What forms (if any) are taught on these videos?

I have learned the Shotokan Karate forms up to brown belt, the Chun Do Kwan TaeKwon-do forms to black belt, and some Okinawan forms as well.  I would like to see some of the Parker forms.  Are they on these tapes?

I took a Chinese Kenpo class many, many years ago when I was only 9 or 10 and I still can remember some of the material some 25 years later.

thanks
Jeremy Bays


----------



## Blindside (Jan 22, 2003)

My understanding is that the IKCA does teaches only one form, the Master form.  It is made up of the self-defense techniques shown on the video tapes done in a perscribed order with different facings.  With each new group of techniques you learn, you get the next section of the form.  There is supposed to be a form similar to Short 1 taught somewhere early in the syllabus.

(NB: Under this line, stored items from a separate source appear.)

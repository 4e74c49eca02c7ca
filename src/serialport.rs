use crate::session::Transport;
use std::io::{Read, Write};
use std::time::{Duration, Instant};

/// Blocking serial-port transport, 9600 8N1 without flow control.
pub struct SerialTransport {
    serial: Box<dyn serialport::SerialPort>,
}

impl SerialTransport {
    pub fn open(port: &str) -> Result<Self, crate::Error> {
        Ok(Self {
            serial: serialport::new(port, 9600)
                .data_bits(serialport::DataBits::Eight)
                .parity(serialport::Parity::None)
                .stop_bits(serialport::StopBits::One)
                .flow_control(serialport::FlowControl::None)
                .open()
                .map_err(|err| crate::Error::Io(err.into()))?,
        })
    }
}

impl Transport for SerialTransport {
    fn write(&mut self, bytes: &[u8]) -> std::io::Result<usize> {
        // clear all incoming serial to avoid data collision
        loop {
            let pending = self.serial.bytes_to_read().map_err(std::io::Error::from)?;
            if pending == 0 {
                break;
            }
            let mut buf: Vec<u8> = vec![0; pending as usize];
            let received = self.serial.read(buf.as_mut_slice())?;
            log::trace!("Discarded {} pending bytes", received);
        }

        self.serial.write_all(bytes)?;
        Ok(bytes.len())
    }

    fn read_until(
        &mut self,
        terminator: u8,
        buffer: &mut [u8],
        timeout: Duration,
    ) -> std::io::Result<usize> {
        let deadline = Instant::now() + timeout;
        let mut count = 0;
        let mut byte = [0u8; 1];

        while count < buffer.len() {
            let remaining = deadline.saturating_duration_since(Instant::now());
            if remaining.is_zero() {
                break;
            }
            self.serial
                .set_timeout(remaining)
                .map_err(std::io::Error::from)?;
            match self.serial.read_exact(&mut byte) {
                Ok(()) => {
                    if byte[0] == terminator {
                        return Ok(count);
                    }
                    buffer[count] = byte[0];
                    count += 1;
                }
                Err(err) if err.kind() == std::io::ErrorKind::TimedOut => break,
                Err(err) => return Err(err),
            }
        }

        // Deadline hit or buffer full without a terminator; hand back what
        // arrived and let validation reject it.
        Ok(count)
    }
}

In the last 6 years I have seen three IKCA schools, one was OK, the other two did not impress me.  I don't know the details of how the schools train, but I felt that many of those schools basics were lacking (and I was viewing blackbelts).  

The standard number forms (Short and Long 1,2,3,4 etc) that are found in both Tracy and American kenpo are not used in this system.  

If you are interested in the AK forms I would recommend the Tatum tapes, though I have heard good things about the Planas tapes as well.

Lamont


----------



## Kirk (Jan 22, 2003)

> _Originally posted by jazkiljok _
> *when you say they move both feet- do you mean something akin to doing a Chubby Checker dance move? also did you see this on the vids or were you taught this yourself by the IKCA?
> 
> peace:asian: *



I saw it on the vids, done my Mr Le Roux and several others.


----------



## Kirk (Jan 22, 2003)

> _Originally posted by Blindside _
> *My understanding is that the IKCA does teaches only one form, the Master form.  It is made up of the self-defense techniques shown on the video tapes done in a perscribed order with different facings.  With each new group of techniques you learn, you get the next section of the form.  There is supposed to be a form similar to Short 1 taught somewhere early in the syllabus.
> 
> In the last 6 years I have seen three IKCA schools, one was OK, the other two did not impress me.  I don't know the details of how the schools train, but I felt that many of those schools basics were lacking (and I was viewing blackbelts).
> ...



Remember, this is NOT American Kenpo.  It's Chinese kenpo.  I'm
similar to you, in that I've only seen three EPAK school .. one was
good, so I signed up.  The other two did not impress me, and I 
too was viewing black belts.


----------



## Blindside (Jan 22, 2003)

Hi Kirk I'm not sure we disagree,

When I visited the first IKCA school I viewed it from the perspective of a kajukenboist.  I kept thinking "where the hell are the takedowns?"  But their basics were good, they did the techniques will power and spirit, so I think of them as being pretty good.

The latter two I saw after I had switched to a Tracy/Parker hybrid system.  Either my standards had gone way up or the these two schools were substandard.  I have visited and studied with three EPAK instructors, two of the three impressed me.

I am not judging the system(s) because I wasn't impressed with a couple of instructors, but it will certainly bring up questions regarding what is required in the arts.  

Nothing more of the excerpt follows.